Quotes from We Killed Yamamoto


Bartlet: You haven't got it.
Fitzwallace: Sir?
Bartlet: We want to ask the Justice Department to indict the Qumari Minister of Defense. We're saying he's a terror king-pin. We're saying he's killed I don't know how many civilians and how many of Tommy's marines. We're saying he's compromised I don't know how many agents around the world. And we're saying he's done it in the clothing of an ally. This isn't a cave-dweller, this is Capone. You haven't got it.

Josh: This is right in your wheelhouse. Poor women are counting on me.
Amy: All women count on you, Josh. We find you godlike.

Amy: Why have I been dancing?
Josh: Nobody really knows.

C.J.: I can't go to my gym, my gym's flooded.
Simon: What about the White House gym.
C.J.: It closes at seven.
Simon: You could use ours, it's just a couple blocks.
C.J.: Is it a good gym?
Simon: Yes, it's a.... We run alongside moving cars.
C.J.: You don't have to get snobby about it.

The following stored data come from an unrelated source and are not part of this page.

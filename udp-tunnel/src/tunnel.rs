//! The ssh process that carries the tunnel and hosts the remote relay.
//!
//! Starting a circuit is one `ssh` invocation that does three things at
//! once: opens a control master (so later commands can reuse the
//! connection), forwards a local TCP port to the remote relay's port, and
//! runs the remote relay as its command.
//!
//! Stopping it is a second, separate invocation that runs `pkill` on the
//! far host. Killing the local `ssh` alone is not enough: without a pty the
//! remote relay does not get a hangup when the session drops, and keeps
//! running detached.

use std::borrow::Cow;
use std::ffi::OsString;
use std::path::{Path, PathBuf};
use std::process::{ExitStatus, Stdio};
use std::sync::{Mutex, PoisonError};
use std::time::Duration;

use tokio::process::{Child, Command};

use crate::error::{SetupError, TeardownError};
use crate::remote::RetryPolicy;

/// Everything needed to build both ssh command lines.
#[derive(Debug, Clone)]
pub struct TunnelConfig {
    /// Program used to reach the far host, normally `ssh`.
    pub ssh_program: String,
    /// Extra arguments placed before the host (`-p 2222`, `-i key`, ...).
    pub ssh_args: Vec<String>,
    pub host: String,
    /// Local end of the port forward; the local relay connects here.
    pub forward_port: u16,
    /// Port the remote relay listens on, on the far host's loopback.
    pub remote_port: u16,
    /// `host:port` the remote relay sends datagrams to.
    pub destination: String,
    /// Path or name of this binary on the far host.
    pub remote_program: String,
    pub retry: RetryPolicy,
    /// How long the remote kill may take before it is abandoned.
    pub kill_timeout: Duration,
}

impl Default for TunnelConfig {
    fn default() -> Self {
        Self {
            ssh_program: "ssh".to_string(),
            ssh_args: Vec::new(),
            host: String::new(),
            forward_port: 18889,
            remote_port: 18889,
            destination: "localhost:88".to_string(),
            remote_program: "udp-tunnel".to_string(),
            retry: RetryPolicy::default(),
            kill_timeout: Duration::from_secs(10),
        }
    }
}

impl TunnelConfig {
    /// Command line that starts the remote relay, quoted for the remote
    /// shell.
    pub fn remote_command(&self) -> String {
        let words = [
            self.remote_program.clone(),
            "remote".to_string(),
            "--listen-port".to_string(),
            self.remote_port.to_string(),
            "--destination".to_string(),
            self.destination.clone(),
            "--attempt-timeout-ms".to_string(),
            self.retry.attempt_timeout.as_millis().to_string(),
            "--max-attempts".to_string(),
            self.retry.max_attempts.to_string(),
        ];

        words
            .iter()
            .map(|word| shell_escape::escape(Cow::Borrowed(word.as_str())).into_owned())
            .collect::<Vec<_>>()
            .join(" ")
    }

    /// Command line that kills the remote relay started by
    /// [`TunnelConfig::remote_command`], quoted for the remote shell.
    pub fn kill_command(&self) -> String {
        let pattern = kill_pattern(&format!(
            "{} remote --listen-port {}",
            self.remote_program, self.remote_port
        ));
        format!("pkill -f -- {}", shell_escape::escape(Cow::Owned(pattern)))
    }

    fn master_args(&self, control_path: &Path) -> Vec<OsString> {
        let mut args: Vec<OsString> = vec![
            "-M".into(),
            "-S".into(),
            control_path.into(),
            "-o".into(),
            "ControlPersist=no".into(),
            "-o".into(),
            "ExitOnForwardFailure=yes".into(),
            "-L".into(),
            format!("{}:127.0.0.1:{}", self.forward_port, self.remote_port).into(),
        ];
        args.extend(self.ssh_args.iter().map(OsString::from));
        args.push(self.host.clone().into());
        args.push(self.remote_command().into());
        args
    }

    fn kill_args(&self, control_path: &Path) -> Vec<OsString> {
        // Reuses the master when it is still up, connects afresh otherwise.
        let mut args: Vec<OsString> = vec!["-S".into(), control_path.into()];
        args.extend(self.ssh_args.iter().map(OsString::from));
        args.push(self.host.clone().into());
        args.push(self.kill_command().into());
        args
    }
}

/// `pkill -f` regex for `command`.
///
/// The first character is wrapped in a bracket expression so the pattern
/// still matches the relay but no longer matches the remote shell whose
/// own command line contains the pattern text.
fn kill_pattern(command: &str) -> String {
    let mut chars = command.chars();
    let Some(first) = chars.next() else {
        return String::new();
    };

    let mut pattern = String::with_capacity(command.len() + 8);
    if first.is_ascii_alphanumeric() || "/_-.~".contains(first) {
        pattern.push('[');
        pattern.push(first);
        pattern.push(']');
    } else {
        push_escaped(&mut pattern, first);
    }
    for c in chars {
        push_escaped(&mut pattern, c);
    }
    pattern
}

fn push_escaped(pattern: &mut String, c: char) {
    if "\\^$.|?*+()[]{}".contains(c) {
        pattern.push('\\');
    }
    pattern.push(c);
}

/// Handle on a running tunnel's local state: the control socket's
/// temporary directory and the config needed to stop the remote side.
pub struct SshTunnel {
    config: TunnelConfig,
    control_path: PathBuf,
    temp_dir: Mutex<Option<tempfile::TempDir>>,
}

/// The local `ssh` master process.
///
/// Killed when dropped, so a supervisor that stops polling it does not
/// leave the master behind.
pub struct TunnelProcess {
    child: Child,
}

impl SshTunnel {
    /// Create the control directory and spawn the `ssh` master.
    pub fn start(config: TunnelConfig) -> Result<(Self, TunnelProcess), SetupError> {
        let temp_dir = tempfile::Builder::new()
            .prefix("udp-tunnel-")
            .tempdir()
            .map_err(|source| SetupError::TempDir { source })?;
        let control_path = temp_dir.path().join("control");

        tracing::info!(
            "Starting tunnel to {}: 127.0.0.1:{} -> remote 127.0.0.1:{}",
            config.host,
            config.forward_port,
            config.remote_port
        );
        tracing::debug!("Remote command: {}", config.remote_command());

        let child = Command::new(&config.ssh_program)
            .args(config.master_args(&control_path))
            .stdin(Stdio::null())
            .kill_on_drop(true)
            .spawn()
            .map_err(|source| SetupError::Spawn {
                program: config.ssh_program.clone(),
                source,
            })?;

        let tunnel = SshTunnel {
            config,
            control_path,
            temp_dir: Mutex::new(Some(temp_dir)),
        };
        Ok((tunnel, TunnelProcess { child }))
    }

    pub fn config(&self) -> &TunnelConfig {
        &self.config
    }

    pub fn control_path(&self) -> &Path {
        &self.control_path
    }
}

impl TunnelProcess {
    pub fn id(&self) -> Option<u32> {
        self.child.id()
    }

    /// Resolves when `ssh` exits on its own.
    pub async fn wait(&mut self) -> std::io::Result<ExitStatus> {
        self.child.wait().await
    }

    /// Kill the master and reap it.
    pub async fn stop(mut self) {
        if let Err(e) = self.child.start_kill() {
            // Already exited.
            tracing::trace!("ssh master not killed: {e}");
        }
        if let Err(e) = self.child.wait().await {
            tracing::warn!("Failed to reap ssh master: {e}");
        }
    }
}

#[async_trait::async_trait]
impl crate::lifecycle::Teardown for SshTunnel {
    async fn kill_remote(&self) -> Result<(), TeardownError> {
        tracing::info!("Stopping remote relay on {}", self.config.host);

        let status = Command::new(&self.config.ssh_program)
            .args(self.config.kill_args(&self.control_path))
            .stdin(Stdio::null())
            .kill_on_drop(true)
            .status();

        let status = tokio::time::timeout(self.config.kill_timeout, status)
            .await
            .map_err(|_| TeardownError::Timeout(self.config.kill_timeout))?
            .map_err(|source| TeardownError::Spawn {
                program: self.config.ssh_program.clone(),
                source,
            })?;

        if status.success() {
            Ok(())
        } else {
            Err(TeardownError::Status(status.to_string()))
        }
    }

    fn remove_temp_state(&self) -> std::io::Result<()> {
        let temp_dir = self
            .temp_dir
            .lock()
            .unwrap_or_else(PoisonError::into_inner)
            .take();

        match temp_dir {
            Some(temp_dir) => {
                tracing::debug!("Removing {}", temp_dir.path().display());
                temp_dir.close()
            }
            None => Ok(()),
        }
    }
}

Leo: Josh met with Rick Pintero yesterday on the Working Toward Independence Act.
Bartlet: You suppose that could be any more patronizingly named?
Leo: I think when we're talking welfare that ship's pretty much sailed.

Bartlet: Is marriage really something that should be incentivized? Where the hell are all the small government conservatives when we're talking about Washington getting in to the Yenta business.

Simon: Have you ever shot a gun before?
C.J.: Yeah.
Simon: What kind?
C.J.: Well, I haven't shot one as much as I've seen others shoot them in the movies.

C.J.: I like that you're tall.
Simon: You do?
C.J.: Makes me feel more feminine.

Leo: We spent millions of dollars developing a pen for the astronauts that would work in zero gravity. Know what the Russians did?
Toby: Used a pencil?
Leo: They used a pencil.

Leo: This is always when you say something.
Fitzwallace: Nah. Nah. Have you changed shampoo? You have, I can tell. 'Cause your hair seems bouncy and more manageable.
Leo: I like to look good for you.
Fitzwallace: Well, I appreciate it.

Leo: This is the most horrifying part of your liberalism. You think there are moral absolutes.
Bartlet: There are moral absolutes.
Leo: Apparently not. He's killed innocent people. He'll kills more, so we have to end him. The village idiot comes to that conclusion before the Nobel Laureate.